## [What needs to be done]
Please filter the data below down to the lines holding the string "Debug".

## [Record excerpts]
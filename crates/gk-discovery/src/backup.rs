//! Immutable backup snapshots taken before destructive operations.

use std::fs;
use std::path::{Path, PathBuf};

use chrono::{DateTime, Utc};
use gk_core::DeclaredConfig;
use gk_core::recommend::RecommendedMapping;
use gk_core::scan::ScanResult;
use serde::{Deserialize, Serialize};

use crate::error::DiscoveryError;

const PREFIX: &str = "backup-";
const EXTENSION: &str = ".json";

/// `YYYY-MM-DD-HHMMSS`, shared by snapshot names and `.pre-rebuild-*` copies.
pub const TIMESTAMP_FORMAT: &str = "%Y-%m-%d-%H%M%S";

#[derive(Debug, Clone, PartialEq, Eq, Serialize, Deserialize)]
pub struct Snapshot {
    pub timestamp: DateTime<Utc>,
    #[serde(default, skip_serializing_if = "Option::is_none")]
    pub old_config: Option<DeclaredConfig>,
    pub scan_result: ScanResult,
    pub ssh_config_path: PathBuf,
    pub recommended_mapping: RecommendedMapping,
}

/// A snapshot file as listed, without reading its contents.
#[derive(Debug, Clone, PartialEq, Eq, Serialize)]
pub struct BackupEntry {
    pub name: String,
    pub path: PathBuf,
    pub size: u64,
}

/// Directory of snapshot files.
#[derive(Debug, Clone)]
pub struct BackupStore {
    dir: PathBuf,
}

impl BackupStore {
    #[must_use]
    pub fn new(dir: impl Into<PathBuf>) -> Self {
        Self { dir: dir.into() }
    }

    #[must_use]
    pub fn dir(&self) -> &Path {
        &self.dir
    }

    /// Write `snapshot` under a name derived from its timestamp. An existing
    /// file is never overwritten; a `-n` counter is appended instead.
    ///
    /// # Errors
    ///
    /// Fails when the directory or file cannot be written.
    pub fn write(&self, snapshot: &Snapshot) -> Result<PathBuf, DiscoveryError> {
        fs::create_dir_all(&self.dir).map_err(|e| DiscoveryError::io(&self.dir, e))?;
        let stamp = snapshot.timestamp.format(TIMESTAMP_FORMAT).to_string();

        let mut path = self.dir.join(format!("{PREFIX}{stamp}{EXTENSION}"));
        let mut counter = 1_u32;
        while path.exists() {
            counter += 1;
            path = self.dir.join(format!("{PREFIX}{stamp}-{counter}{EXTENSION}"));
        }

        let body = serde_json::to_string_pretty(snapshot)?;
        fs::write(&path, body).map_err(|e| DiscoveryError::io(&path, e))?;
        set_owner_only(&path)?;
        tracing::info!(path = %path.display(), "wrote backup snapshot");
        Ok(path)
    }

    /// Snapshot files, newest first. A missing directory lists nothing.
    ///
    /// # Errors
    ///
    /// Fails when the directory exists but cannot be read.
    pub fn list(&self) -> Result<Vec<BackupEntry>, DiscoveryError> {
        let entries = match fs::read_dir(&self.dir) {
            Ok(entries) => entries,
            Err(error) if error.kind() == std::io::ErrorKind::NotFound => return Ok(Vec::new()),
            Err(error) => return Err(DiscoveryError::io(&self.dir, error)),
        };
        let mut backups: Vec<BackupEntry> = entries
            .filter_map(Result::ok)
            .filter_map(|entry| {
                let name = entry.file_name().to_string_lossy().into_owned();
                sort_key(&name)?;
                let size = entry.metadata().map(|m| m.len()).unwrap_or_default();
                Some(BackupEntry {
                    path: entry.path(),
                    name,
                    size,
                })
            })
            .collect();
        backups.sort_by(|a, b| sort_key(&b.name).cmp(&sort_key(&a.name)));
        Ok(backups)
    }

    /// Read a snapshot by file name (with or without `.json`) or by path.
    ///
    /// # Errors
    ///
    /// [`DiscoveryError::BackupNotFound`] when nothing matches; otherwise a
    /// read or decode failure.
    pub fn read(&self, name: &str) -> Result<Snapshot, DiscoveryError> {
        let path = self.resolve(name)?;
        let text = fs::read_to_string(&path).map_err(|e| DiscoveryError::io(&path, e))?;
        Ok(serde_json::from_str(&text)?)
    }

    /// Newest snapshot, if any.
    ///
    /// # Errors
    ///
    /// Fails when listing or reading fails.
    pub fn latest(&self) -> Result<Option<(BackupEntry, Snapshot)>, DiscoveryError> {
        let Some(entry) = self.list()?.into_iter().next() else {
            return Ok(None);
        };
        let snapshot = self.read(&entry.name)?;
        Ok(Some((entry, snapshot)))
    }

    fn resolve(&self, name: &str) -> Result<PathBuf, DiscoveryError> {
        let candidates = [
            PathBuf::from(name),
            self.dir.join(name),
            self.dir.join(format!("{name}{EXTENSION}")),
        ];
        candidates
            .into_iter()
            .find(|path| path.is_file())
            .ok_or_else(|| DiscoveryError::BackupNotFound(name.to_string()))
    }
}

/// `(timestamp, counter)` for `backup-{timestamp}[-n].json`.
fn sort_key(name: &str) -> Option<(String, u32)> {
    let stem = name.strip_prefix(PREFIX)?.strip_suffix(EXTENSION)?;
    // `YYYY-MM-DD-HHMMSS` is 17 characters
    let (stamp, rest) = stem.split_at_checked(17)?;
    let counter = match rest.strip_prefix('-') {
        Some(n) => n.parse().ok()?,
        None if rest.is_empty() => 1,
        None => return None,
    };
    Some((stamp.to_string(), counter))
}

/// Copy `path` to `{path}.pre-rebuild-{stamp}` with owner-only permissions.
///
/// Returns `None` when `path` does not exist.
///
/// # Errors
///
/// Fails when the copy cannot be written.
pub fn copy_aside(path: &Path, stamp: &str) -> Result<Option<PathBuf>, DiscoveryError> {
    if !path.exists() {
        return Ok(None);
    }
    let mut name = path.as_os_str().to_os_string();
    name.push(format!(".pre-rebuild-{stamp}"));
    let target = PathBuf::from(name);
    fs::copy(path, &target).map_err(|e| DiscoveryError::io(&target, e))?;
    set_owner_only(&target)?;
    Ok(Some(target))
}

#[cfg(unix)]
fn set_owner_only(path: &Path) -> Result<(), DiscoveryError> {
    use std::os::unix::fs::PermissionsExt;
    fs::set_permissions(path, fs::Permissions::from_mode(0o600))
        .map_err(|e| DiscoveryError::io(path, e))
}

#[cfg(not(unix))]
fn set_owner_only(_path: &Path) -> Result<(), DiscoveryError> {
    Ok(())
}

#[cfg(test)]
mod tests {
    use super::*;
    use chrono::TimeZone;
    use pretty_assertions::assert_eq;

    fn snapshot(at: DateTime<Utc>) -> Snapshot {
        Snapshot {
            timestamp: at,
            old_config: None,
            scan_result: ScanResult::empty(at),
            ssh_config_path: PathBuf::from("/h/.ssh/config"),
            recommended_mapping: RecommendedMapping::default(),
        }
    }

    #[test]
    fn same_second_snapshots_get_unique_names() {
        let tmp = tempfile::TempDir::new().expect("tmp dir");
        let store = BackupStore::new(tmp.path().join("backups"));
        let at = Utc.with_ymd_and_hms(2026, 5, 1, 9, 30, 5).unwrap();

        let first = store.write(&snapshot(at)).expect("first");
        let second = store.write(&snapshot(at)).expect("second");
        assert!(first.ends_with("backup-2026-05-01-093005.json"));
        assert!(second.ends_with("backup-2026-05-01-093005-2.json"));

        let earlier = Utc.with_ymd_and_hms(2026, 4, 30, 23, 0, 0).unwrap();
        store.write(&snapshot(earlier)).expect("earlier");

        let names: Vec<String> = store.list().expect("list").into_iter().map(|e| e.name).collect();
        assert_eq!(
            names,
            vec![
                "backup-2026-05-01-093005-2.json".to_string(),
                "backup-2026-05-01-093005.json".to_string(),
                "backup-2026-04-30-230000.json".to_string(),
            ]
        );
    }

    #[test]
    fn read_by_stem_and_latest() {
        let tmp = tempfile::TempDir::new().expect("tmp dir");
        let store = BackupStore::new(tmp.path());
        let at = Utc.with_ymd_and_hms(2026, 5, 1, 9, 30, 5).unwrap();
        store.write(&snapshot(at)).expect("write");

        let read = store.read("backup-2026-05-01-093005").expect("read");
        assert_eq!(read, snapshot(at));
        let (entry, latest) = store.latest().expect("latest").expect("some");
        assert_eq!(entry.name, "backup-2026-05-01-093005.json");
        assert_eq!(latest.timestamp, at);

        assert!(matches!(
            store.read("backup-1999-01-01-000000"),
            Err(DiscoveryError::BackupNotFound(_))
        ));
    }

    #[test]
    fn foreign_files_are_not_listed() {
        let tmp = tempfile::TempDir::new().expect("tmp dir");
        fs::write(tmp.path().join("notes.txt"), "x").expect("write");
        fs::write(tmp.path().join("backup-latest.json"), "{}").expect("write");
        assert!(BackupStore::new(tmp.path()).list().expect("list").is_empty());
    }

    #[test]
    fn copy_aside_skips_missing_files() {
        let tmp = tempfile::TempDir::new().expect("tmp dir");
        let config = tmp.path().join("config");
        assert!(copy_aside(&config, "2026-05-01-093005").expect("copy").is_none());
        fs::write(&config, "Host x\n").expect("write");
        let copy = copy_aside(&config, "2026-05-01-093005").expect("copy").expect("some");
        assert_eq!(fs::read_to_string(copy).expect("read"), "Host x\n");
    }
}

## [Written response]
#[derive(Debug, Clone, PartialEq, Eq, Serialize, Deserialize)]
#[derive(Debug, Clone, PartialEq, Eq, Serialize)]
#[derive(Debug, Clone)]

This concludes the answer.